Jornal da Unicamp – A esquerda brasileira está inquieta e parte dela se sente desconfortável com o momento político, como se estivesse sendo inculpada das desigualdades sociais. Como o senhor analisa esse quadro?

Octavio Ianni – Não há dúvida de que a sociedade brasileira está atravessada por injustiças sociais. E não há dúvida de que esse quadro de desigualdades deve ser superado aos poucos ou rapidamente. Há que reconhecer, especialmente se se trata de um presidente da República, essa realidade e lidar com ela de maneira objetiva. Em absoluto não cabe ao presidente satanizar categorias sociais sem enfrentar a preliminar de como encaminhar uma solução objetiva para os problemas da sociedade. Concretamente, a preliminar de todas as preliminares é como criar emprego para a grande maioria da população que se encontra subempregada ou simplesmente desempregada. É inegável que algumas corporações dispõem de vantagens escandalosas. Mas é importante reconhecer que os professores do sistema público de ensino de primeiro, segundo e terceiro graus têm sido gravemente prejudicados pelas políticas governamentais desde a ditadura militar, continuando com os governos civis e com o governo atual, que se entregou gostosamente ao modelo neoliberal. Portanto, quando o presidente está dizendo o que disse, ele está simplesmente servindo ou recitando uma diretriz do consenso de Washington. E não está em absoluto revelando uma visão de estadista sobre os problemas nacionais. Aliás, ele não pode ser um estadista porque o governo atual não dispõe de um projeto nacional. Ao contrário, esse governo instalou-se para resolver topicamente, ao acaso das emergências, os problemas que vão surgindo.

JU – O que o senhor quer dizer com “satanizar”?

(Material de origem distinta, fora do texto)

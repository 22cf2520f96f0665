//! Preview playback.
//!
//! [`FallbackCatalog`] turns a track into a playable URL, [`MediaDevice`] is
//! the seam to whatever produces sound, and [`PlaybackCoordinator`] keeps the
//! two consistent with the shared [`PlaybackView`]. [`RodioDevice`] is the
//! device that plays through the speakers.
//!
//! ## Flow
//!
//! ```text
//! PlayerHandle ──PlayerCommand──► PlaybackCoordinator ──load/play/pause──► MediaDevice
//!      ▲                              │        ▲                               │
//!      └──── watch<PlaybackView> ─────┘        └────── MediaEvent + ticket ────┘
//! ```
//!
//! Every load gets a fresh [`LoadTicket`]. Events carrying an older ticket
//! are dropped, so a slow download of a track the user already skipped can
//! neither start playing nor overwrite the view.
//!
//! ## Failure handling
//!
//! - No URL at all: the view is `Errored` with "This track has no preview
//!   available".
//! - First media error: one retry with a second-chance URL from the catalog,
//!   unless that URL is the one that just failed.
//! - Second media error: [`UNPLAYABLE_MESSAGE`].
//! - Device refuses to play: [`PLAY_REJECTED_MESSAGE`], no retry.

mod catalog;
mod coordinator;
mod device;
mod output;
mod state;

pub use catalog::CatalogError;
pub use catalog::FallbackCatalog;
pub use catalog::ResolveError;
pub use catalog::ResolvedSource;
pub use catalog::SourceKind;
pub use coordinator::PlaybackCoordinator;
pub use coordinator::PlayerHandle;
pub use device::DeviceError;
pub use device::LoadTicket;
pub use device::MediaDevice;
pub use device::MediaEvent;
pub use output::AudioOutput;
pub use output::RodioDevice;
pub use state::DEFAULT_VOLUME;
pub use state::PLAY_REJECTED_MESSAGE;
pub use state::PlaybackView;
pub use state::PlayerCommand;
pub use state::PlayerPhase;
pub use state::UNPLAYABLE_MESSAGE;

Ianni– Acho que tem de ser passada para o público uma visão de conjunto para não ficar nessa artimanha dos argumentos governamentais. Um governo que vem a partir de movimentos sociais está se dedicando muito apressadamente a satanizar a atividade intelectual na universidade pública. Portanto está contribuindo para favorecer a privatização e o economicismo no primeiro, segundo e terceiro graus, que é um item do ideário de Washington, ou mais concretamente uma exigência do Banco Mundial.

JU – Em sua opinião, quais seriam as conseqüências dessa postura para o ensino superior público?

Ianni – Os governos militares e os governos civis estão totalmente atrelados às diretrizes do Banco Mundial, que desde os anos 60 e 70 começou a estabelecer favores financeiros e tecnológicos mas, simultaneamente, passou a impor exigências. É o Banco Mundial que estabeleceu as exigências que estão sendo implementadas no ensino público, como o economicismo e a pesquisa e desenvolvimento. Desenvolvimento do quê? Da nação, do povo? Não, é do mercado, das corporações, da economia capitalista. O que os governos militares iniciaram os governos civis deram continuidade e este governo, para decepção de grande parte do eleitorado que votou no PT e no Lula, está jogando a última pá de cal no projeto nacional e no estado de bem-estar social que se havia criado nas décadas anteriores à ditadura militar.

JU – Mas o que o governo diz é justamente o oposto: que tem um projeto nacional que outros nunca ousaram ter.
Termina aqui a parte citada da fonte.